The work Still created, having not yet found his way to those cloud-like forms and vast canvases in single colors that would dominate his later works, shows him both stumbling that direction and indulging in a kind of plainspeaking documentation of the people he encountered. He fixated on their native costumes and customs, drawing their clothing and shoes in detail, as well as their homes and even a fishing trap. Work that shows him forging a path toward abstraction and those precise drawings are hung together in Clyfford Still: The Colville Reservation and Beyond, 1934-1939 at the Clyfford Still Museum.

“He thought these people were on their way out, that it would be very difficult for them to preserve their culture under what he could see were extremely harsh economic conditions that were tough anyway, and then we’re in the middle of the Depression and people are being sustained by powdered milk that they get from the Indian agencies and so on, so he was very pessimistic about their future,” says Patricia Failing, art history professor emerita from University of Washington and guest curator for the exhibition.

Alongside his portraits and studies of the tribes, he painted the rising foundations of the Grand Coulee Dam. He couldn’t know how right he was that the way of life that these people had practiced for, by some estimates, 10,000 years, was about to be wiped out, or that in painting the mile-wide stretch of the concrete dam, he was documenting the instrument of their destruction.

Still and his colleague at Washington State College (now Washington State University) Worth Griffin sold the university on the idea of supporting a summer artists’ colony at the Colville Reservation from 1937 to 1941, in the hopes of building an inland art movement. Those who came, mostly, were art teachers with summers off and an interest in using the time to hone their skills. They rented rooms for about $10 a month.

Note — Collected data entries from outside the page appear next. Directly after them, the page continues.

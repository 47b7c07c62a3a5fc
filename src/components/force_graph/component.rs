use std::cell::RefCell;
use std::rc::Rc;

use leptos::prelude::*;
use log::debug;
use wasm_bindgen::prelude::*;
use web_sys::{CanvasRenderingContext2d, HtmlCanvasElement, MouseEvent, WheelEvent, Window};

use super::render;
use super::state::{CLICK_SLOP, CanvasHit, ForceGraphState};
use crate::components::explorer::state::GraphViewState;

fn canvas_point(canvas_ref: NodeRef<leptos::html::Canvas>, ev: &MouseEvent) -> Option<(f64, f64)> {
	let canvas: HtmlCanvasElement = canvas_ref.get()?.into();
	let rect = canvas.get_bounding_client_rect();
	Some((
		ev.client_x() as f64 - rect.left(),
		ev.client_y() as f64 - rect.top(),
	))
}

/// Force-directed drawing of the explorer's displayed graph.
///
/// The canvas keeps its own simulation and reconciles it against
/// `view_state` whenever the view-model changes. Pointer interaction is
/// reported back through the callbacks with the id of the item involved.
#[component]
pub fn ForceGraphCanvas(
	view_state: RwSignal<GraphViewState>,
	on_hover: impl Fn(Option<String>) + 'static,
	on_select: impl Fn(Option<String>) + 'static,
	on_expand: impl Fn(String) + 'static,
	#[prop(default = false)] fullscreen: bool,
	#[prop(default = None)] width: Option<f64>,
	#[prop(default = None)] height: Option<f64>,
) -> impl IntoView {
	let canvas_ref = NodeRef::<leptos::html::Canvas>::new();
	let state: Rc<RefCell<Option<ForceGraphState>>> = Rc::new(RefCell::new(None));
	let animate: Rc<RefCell<Option<Closure<dyn FnMut()>>>> = Rc::new(RefCell::new(None));
	let resize_cb: Rc<RefCell<Option<Closure<dyn FnMut()>>>> = Rc::new(RefCell::new(None));
	let (state_init, animate_init, resize_cb_init) =
		(state.clone(), animate.clone(), resize_cb.clone());
	let (on_hover, on_select, on_expand) = (Rc::new(on_hover), Rc::new(on_select), Rc::new(on_expand));

	Effect::new(move |_| {
		let Some(canvas) = canvas_ref.get() else {
			return;
		};
		let canvas: HtmlCanvasElement = canvas.into();
		let Some(window) = web_sys::window() else {
			return;
		};
		let viewport = |win: &Window| {
			(
				win.inner_width().ok().and_then(|w| w.as_f64()).unwrap_or(800.0),
				win.inner_height().ok().and_then(|h| h.as_f64()).unwrap_or(600.0),
			)
		};

		let (w, h) = if fullscreen {
			viewport(&window)
		} else {
			(
				width.unwrap_or_else(|| {
					canvas
						.parent_element()
						.map(|p| p.client_width() as f64)
						.unwrap_or(800.0)
				}),
				height.unwrap_or_else(|| {
					canvas
						.parent_element()
						.map(|p| p.client_height() as f64)
						.unwrap_or(600.0)
				}),
			)
		};
		canvas.set_width(w as u32);
		canvas.set_height(h as u32);

		let Some(ctx) = canvas
			.get_context("2d")
			.ok()
			.flatten()
			.and_then(|ctx| ctx.dyn_into::<CanvasRenderingContext2d>().ok())
		else {
			return;
		};
		let canvas_state =
			view_state.with_untracked(|s| ForceGraphState::new(&s.render_snapshot(), w, h));
		debug!("canvas ready with {} nodes", canvas_state.node_count());
		*state_init.borrow_mut() = Some(canvas_state);

		if fullscreen {
			let (state_resize, canvas_resize) = (state_init.clone(), canvas.clone());
			*resize_cb_init.borrow_mut() = Some(Closure::new(move || {
				let Some(win) = web_sys::window() else {
					return;
				};
				let (nw, nh) = viewport(&win);
				canvas_resize.set_width(nw as u32);
				canvas_resize.set_height(nh as u32);
				if let Some(ref mut s) = *state_resize.borrow_mut() {
					s.resize(nw, nh);
				}
			}));
			if let Some(ref cb) = *resize_cb_init.borrow() {
				let _ =
					window.add_event_listener_with_callback("resize", cb.as_ref().unchecked_ref());
			}
		}

		let (state_anim, animate_inner) = (state_init.clone(), animate_init.clone());
		*animate_init.borrow_mut() = Some(Closure::new(move || {
			if let Some(ref mut s) = *state_anim.borrow_mut() {
				if s.animation_running {
					s.tick(0.016);
				}
				render::render(s, &ctx);
			}
			if let (Some(cb), Some(win)) = (&*animate_inner.borrow(), web_sys::window()) {
				let _ = win.request_animation_frame(cb.as_ref().unchecked_ref());
			}
		}));
		if let Some(ref cb) = *animate_init.borrow() {
			let _ = window.request_animation_frame(cb.as_ref().unchecked_ref());
		}
	});

	// Pick up merged neighbours and style changes.
	let state_sync = state.clone();
	Effect::new(move |_| {
		view_state.with(|s| {
			if let Some(ref mut canvas) = *state_sync.borrow_mut() {
				canvas.sync(&s.render_snapshot());
			}
		});
	});

	let state_md = state.clone();
	let on_mousedown = move |ev: MouseEvent| {
		let Some((x, y)) = canvas_point(canvas_ref, &ev) else {
			return;
		};

		if let Some(ref mut s) = *state_md.borrow_mut() {
			s.press.x = x;
			s.press.y = y;
			s.press.moved = false;
			if let Some(idx) = s.node_at_position(x, y) {
				s.drag.active = true;
				s.drag.node_idx = Some(idx);
				s.drag.start_x = x;
				s.drag.start_y = y;
				s.graph.visit_nodes(|node| {
					if node.index() == idx {
						s.drag.node_start_x = node.x();
						s.drag.node_start_y = node.y();
					}
				});
			} else {
				s.pan.active = true;
				s.pan.start_x = x;
				s.pan.start_y = y;
				s.pan.transform_start_x = s.transform.x;
				s.pan.transform_start_y = s.transform.y;
			}
		}
	};

	let (state_mm, hover_mm) = (state.clone(), on_hover.clone());
	let on_mousemove = move |ev: MouseEvent| {
		let Some((x, y)) = canvas_point(canvas_ref, &ev) else {
			return;
		};

		let mut changed = None;
		if let Some(ref mut s) = *state_mm.borrow_mut() {
			if (s.drag.active || s.pan.active)
				&& ((x - s.press.x).powi(2) + (y - s.press.y).powi(2)).sqrt() > CLICK_SLOP
			{
				s.press.moved = true;
			}

			// Update hover state when not dragging
			if !s.drag.active {
				let hit = s.item_at_position(x, y);
				changed = s.hover_item(hit);
			}

			if s.drag.active {
				if let Some(idx) = s.drag.node_idx {
					let (dx, dy) = (
						(x - s.drag.start_x) / s.transform.k,
						(y - s.drag.start_y) / s.transform.k,
					);
					let (nx, ny) = (
						s.drag.node_start_x + dx as f32,
						s.drag.node_start_y + dy as f32,
					);
					s.graph.visit_nodes_mut(|node| {
						if node.index() == idx {
							node.data.x = nx;
							node.data.y = ny;
							node.data.is_anchor = true;
						}
					});
				}
			} else if s.pan.active {
				s.transform.x = s.pan.transform_start_x + (x - s.pan.start_x);
				s.transform.y = s.pan.transform_start_y + (y - s.pan.start_y);
			}
		}
		if let Some(hit) = changed {
			hover_mm(hit.map(|h| h.id().to_string()));
		}
	};

	let state_mu = state.clone();
	let on_mouseup = move |ev: MouseEvent| {
		let point = canvas_point(canvas_ref, &ev);
		let mut clicked = None;
		if let Some(ref mut s) = *state_mu.borrow_mut() {
			if s.drag.active {
				if let Some(idx) = s.drag.node_idx {
					s.graph.visit_nodes_mut(|node| {
						if node.index() == idx {
							node.data.is_anchor = true;
						}
					});
				}
			}
			if (s.drag.active || s.pan.active) && !s.press.moved {
				clicked = Some(point.and_then(|(x, y)| s.item_at_position(x, y)));
			}
			s.drag.active = false;
			s.drag.node_idx = None;
			s.pan.active = false;
		}
		if let Some(hit) = clicked {
			on_select(hit.map(|h| h.id().to_string()));
		}
	};

	let state_dc = state.clone();
	let on_dblclick = move |ev: MouseEvent| {
		let Some((x, y)) = canvas_point(canvas_ref, &ev) else {
			return;
		};
		let target = state_dc
			.borrow()
			.as_ref()
			.and_then(|s| match s.item_at_position(x, y) {
				Some(CanvasHit::Node(id)) => Some(id),
				_ => None,
			});
		if let Some(id) = target {
			on_expand(id);
		}
	};

	let (state_ml, hover_ml) = (state.clone(), on_hover.clone());
	let on_mouseleave = move |_: MouseEvent| {
		let mut changed = None;
		if let Some(ref mut s) = *state_ml.borrow_mut() {
			s.drag.active = false;
			s.drag.node_idx = None;
			s.pan.active = false;
			changed = s.hover_item(None);
		}
		if changed.is_some() {
			hover_ml(None);
		}
	};

	let state_wh = state.clone();
	let on_wheel = move |ev: WheelEvent| {
		ev.prevent_default();
		let Some((x, y)) = canvas_point(canvas_ref, &ev) else {
			return;
		};

		if let Some(ref mut s) = *state_wh.borrow_mut() {
			let factor = if ev.delta_y() > 0.0 { 0.9 } else { 1.1 };
			let new_k = (s.transform.k * factor).clamp(0.1, 10.0);
			let ratio = new_k / s.transform.k;
			s.transform.x = x - (x - s.transform.x) * ratio;
			s.transform.y = y - (y - s.transform.y) * ratio;
			s.transform.k = new_k;
		}
	};

	view! {
		<canvas
			node_ref=canvas_ref
			class="force-graph-canvas"
			on:mousedown=on_mousedown
			on:mousemove=on_mousemove
			on:mouseup=on_mouseup
			on:dblclick=on_dblclick
			on:mouseleave=on_mouseleave
			on:wheel=on_wheel
			style="display: block; cursor: grab;"
		/>
	}
}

1936 PD-95_Regester2015_MR
Courtesy of City and County of Denver

The exhibition of 30 works on paper and eight oil paintings are joined by sketches, photographs and even the letter pitching the artists’ colony to Washington State College. The cumulative effect shows Still moving back and forth between two modes of thinking — from the precise, graphite on paper portraits he makes of tribal leaders and figures and delicate pastels of Native American women in headdresses adorned with a pair of feathers, to the broad, rough, dark earthy tones for figures with elongated hands, faces, bare breasts, all of it stretched out as though time has worn all the elasticity out of these humans.

As with many of the exhibitions at the Clyfford Still Museum, the archives have yielded dozens of these works never publicly exhibited before this first study of Still’s formative years.

“What’s intriguing about this early material is that he’s finding his artistic person, he’s finding out how to make painting do what he wanted it to do,” Failing says. “And by the time he gets to the mid-’40s, he’s got it pretty well figured out, and then he can move on to making the kinds of decisions and the kinds of shifts in his practice that you can see in the rest of the galleries.”

Still turned a documentarian-type eye to the costumes worn by the tribes, recording details in the gaudy shawls and skirts in many cases worn to the town of Nespelem to visit friends or conduct business at the Indian Agency there. The colors he was exposed to in the Native American clothing seemed to have made a lasting impression on his palette. His sketches and studies show the artist’s mind working away at the phenomena of color in the Native Americans’ shawls and dresses — he draws a study of the figure and his or her attire alongside patches of color in which the human figure has evaporated, and Still plays only in the colors, using pastels to see what emerges from a layer of violet and yellow with a little red band, or purple with blue over the top.

“There’s just a new chromatic range that comes in in a very factual way because those are the colors that he experienced there,” Failing says.

It’s no accident that the painting hung on a gallery wall glimpsed from the gallery hosting this exhibition is a yellow field with a bolt of red through it.

The change doesn’t occur immediately — it’s not that he goes, sketches native costumes and his colors immediately change, but there’s a slow build that emerges throughout the 1940s and into the 1950s.

“From my perspective, I feel very comfortable that this is one lasting effect of this period and this work,” Failing says. “In terms of the many other ways in which it could have influenced him, it’s still a big question mark.”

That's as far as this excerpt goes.